======== Data for review ========
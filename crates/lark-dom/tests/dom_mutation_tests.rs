//! Tests for DOM tree mutation methods: remove_child, insert_before,
//! move_children, insert_text, and the html5lib dump.

use lark_dom::{Attribute, DocumentTypeData, DomTree, ElementData, Namespace, NodeId, NodeType};

/// Helper to create an HTML element node and return its NodeId.
fn alloc_element(tree: &mut DomTree, tag: &str) -> NodeId {
    tree.alloc(NodeType::Element(ElementData::new(tag, Namespace::Html)))
}

// ========== remove_child ==========

#[test]
fn test_remove_child_single_child() {
    let mut tree = DomTree::new();
    let parent = alloc_element(&mut tree, "div");
    tree.append_child(NodeId::ROOT, parent);

    let child = alloc_element(&mut tree, "p");
    tree.append_child(parent, child);
    assert_eq!(tree.children(parent).len(), 1);

    tree.remove_child(parent, child);

    assert!(tree.children(parent).is_empty());
    assert_eq!(tree.parent(child), None);
    assert_eq!(tree.prev_sibling(child), None);
    assert_eq!(tree.next_sibling(child), None);
}

#[test]
fn test_remove_child_middle_of_three() {
    let mut tree = DomTree::new();
    let parent = alloc_element(&mut tree, "div");
    tree.append_child(NodeId::ROOT, parent);

    let a = alloc_element(&mut tree, "a");
    let b = alloc_element(&mut tree, "b");
    let c = alloc_element(&mut tree, "c");
    tree.append_child(parent, a);
    tree.append_child(parent, b);
    tree.append_child(parent, c);

    tree.remove_child(parent, b);

    assert_eq!(tree.children(parent), &[a, c]);
    assert_eq!(tree.next_sibling(a), Some(c));
    assert_eq!(tree.prev_sibling(c), Some(a));
}

#[test]
fn test_remove_child_not_a_child_is_noop() {
    let mut tree = DomTree::new();
    let parent = alloc_element(&mut tree, "div");
    let stranger = alloc_element(&mut tree, "span");
    tree.append_child(NodeId::ROOT, parent);

    tree.remove_child(parent, stranger);
    assert!(tree.children(parent).is_empty());
}

// ========== append_child ==========

#[test]
fn test_append_child_reparents() {
    let mut tree = DomTree::new();
    let first = alloc_element(&mut tree, "div");
    let second = alloc_element(&mut tree, "div");
    let child = alloc_element(&mut tree, "p");
    tree.append_child(NodeId::ROOT, first);
    tree.append_child(NodeId::ROOT, second);
    tree.append_child(first, child);

    tree.append_child(second, child);

    assert!(tree.children(first).is_empty());
    assert_eq!(tree.children(second), &[child]);
    assert_eq!(tree.parent(child), Some(second));
}

// ========== insert_before ==========

#[test]
fn test_insert_before_first_child() {
    let mut tree = DomTree::new();
    let parent = alloc_element(&mut tree, "div");
    tree.append_child(NodeId::ROOT, parent);

    let existing = alloc_element(&mut tree, "span");
    tree.append_child(parent, existing);

    let new_child = alloc_element(&mut tree, "p");
    tree.insert_before(parent, new_child, existing);

    assert_eq!(tree.children(parent), &[new_child, existing]);
    assert_eq!(tree.parent(new_child), Some(parent));
    assert_eq!(tree.next_sibling(new_child), Some(existing));
    assert_eq!(tree.prev_sibling(new_child), None);
    assert_eq!(tree.prev_sibling(existing), Some(new_child));
}

#[test]
fn test_insert_before_middle() {
    let mut tree = DomTree::new();
    let parent = alloc_element(&mut tree, "div");
    tree.append_child(NodeId::ROOT, parent);

    let a = alloc_element(&mut tree, "a");
    let b = alloc_element(&mut tree, "b");
    let c = alloc_element(&mut tree, "c");
    tree.append_child(parent, a);
    tree.append_child(parent, c);

    tree.insert_before(parent, b, c);

    assert_eq!(tree.children(parent), &[a, b, c]);
    assert_eq!(tree.next_sibling(a), Some(b));
    assert_eq!(tree.prev_sibling(b), Some(a));
    assert_eq!(tree.next_sibling(b), Some(c));
    assert_eq!(tree.prev_sibling(c), Some(b));
}

// ========== move_children ==========

#[test]
fn test_move_children_appends_to_existing() {
    let mut tree = DomTree::new();
    let from = alloc_element(&mut tree, "div");
    let to = alloc_element(&mut tree, "div");
    tree.append_child(NodeId::ROOT, from);
    tree.append_child(NodeId::ROOT, to);

    let existing = alloc_element(&mut tree, "span");
    tree.append_child(to, existing);
    let moved = alloc_element(&mut tree, "p");
    let moved_too = alloc_element(&mut tree, "p");
    tree.append_child(from, moved);
    tree.append_child(from, moved_too);

    tree.move_children(from, to);

    assert!(tree.children(from).is_empty());
    assert_eq!(tree.children(to), &[existing, moved, moved_too]);
    assert_eq!(tree.parent(moved), Some(to));
    assert_eq!(tree.next_sibling(existing), Some(moved));
    assert_eq!(tree.prev_sibling(moved_too), Some(moved));
}

// ========== insert_text ==========

#[test]
fn test_insert_text_merges_with_previous_text() {
    let mut tree = DomTree::new();
    let parent = alloc_element(&mut tree, "p");
    tree.append_child(NodeId::ROOT, parent);

    tree.insert_text(parent, "a", None);
    tree.insert_text(parent, "b", None);

    assert_eq!(tree.children(parent).len(), 1);
    assert_eq!(tree.text_content(parent), "ab");
}

#[test]
fn test_insert_text_before_reference() {
    let mut tree = DomTree::new();
    let parent = alloc_element(&mut tree, "div");
    tree.append_child(NodeId::ROOT, parent);
    let table = alloc_element(&mut tree, "table");
    tree.append_child(parent, table);

    tree.insert_text(parent, "x", Some(table));
    tree.insert_text(parent, "y", Some(table));

    let children = tree.children(parent);
    assert_eq!(children.len(), 2);
    assert_eq!(tree.as_text(children[0]), Some("xy"));
    assert_eq!(children[1], table);
}

// ========== test format ==========

#[test]
fn test_dump_namespaces_and_sorted_attributes() {
    let mut tree = DomTree::new();
    let doctype = tree.alloc(NodeType::DocumentType(DocumentTypeData::new("html", "", "")));
    tree.append_child(NodeId::ROOT, doctype);

    let html = alloc_element(&mut tree, "html");
    tree.append_child(NodeId::ROOT, html);

    let mut svg = ElementData::new("svg", Namespace::Svg);
    svg.attrs.push(Attribute::new("viewBox", "0 0 1 1"));
    svg.attrs.push(Attribute {
        name: "href".to_string(),
        value: "#a".to_string(),
        prefix: Some("xlink"),
        namespace: Some(Namespace::XLink),
    });
    svg.attrs.push(Attribute::new("class", "c"));
    let svg = tree.alloc(NodeType::Element(svg));
    tree.append_child(html, svg);
    tree.insert_text(html, "t", None);
    let comment = tree.alloc(NodeType::Comment(" note ".to_string()));
    tree.append_child(html, comment);

    let expected = "\
| <!DOCTYPE html>
| <html>
|   <svg svg>
|     class=\"c\"
|     viewBox=\"0 0 1 1\"
|     xlink href=\"#a\"
|   \"t\"
|   <!--  note  -->
";
    assert_eq!(tree.to_test_format(NodeId::ROOT), expected);
}

#[test]
fn test_dump_template_contents() {
    let mut tree = DomTree::new();
    let template = alloc_element(&mut tree, "template");
    tree.append_child(NodeId::ROOT, template);
    let contents = tree.alloc(NodeType::DocumentFragment);
    if let Some(data) = tree.as_element_mut(template) {
        data.template_contents = Some(contents);
    }
    let div = alloc_element(&mut tree, "div");
    tree.append_child(contents, div);

    let expected = "\
| <template>
|   content
|     <div>
";
    assert_eq!(tree.to_test_format(NodeId::ROOT), expected);
}

#[test]
fn test_body_and_head_lookup() {
    let mut tree = DomTree::new();
    let html = alloc_element(&mut tree, "html");
    let head = alloc_element(&mut tree, "head");
    let body = alloc_element(&mut tree, "body");
    tree.append_child(NodeId::ROOT, html);
    tree.append_child(html, head);
    tree.append_child(html, body);

    assert_eq!(tree.document_element(), Some(html));
    assert_eq!(tree.head(), Some(head));
    assert_eq!(tree.body(), Some(body));
    assert!(tree.is_descendant_of(body, NodeId::ROOT));
}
========
> **Description of the task**
Begin with the line above that has "assert_eq!(tree.next_sibling(a), Some(b));" and continue through the line that has "tree.append_child(from, moved_too);", setting each one down exactly. Stop there.

> **Exercise output**
    assert_eq!(tree.next_sibling(a), Some(b));
    assert_eq!(tree.prev_sibling(b), Some(a));
    assert_eq!(tree.next_sibling(b), Some(c));
    assert_eq!(tree.prev_sibling(c), Some(b));
}

// ========== move_children ==========

#[test]
fn test_move_children_appends_to_existing() {
    let mut tree = DomTree::new();
    let from = alloc_element(&mut tree, "div");
    let to = alloc_element(&mut tree, "div");
    tree.append_child(NodeId::ROOT, from);
    tree.append_child(NodeId::ROOT, to);

    let existing = alloc_element(&mut tree, "span");
    tree.append_child(to, existing);
    let moved = alloc_element(&mut tree, "p");
    let moved_too = alloc_element(&mut tree, "p");
    tree.append_child(from, moved);
    tree.append_child(from, moved_too);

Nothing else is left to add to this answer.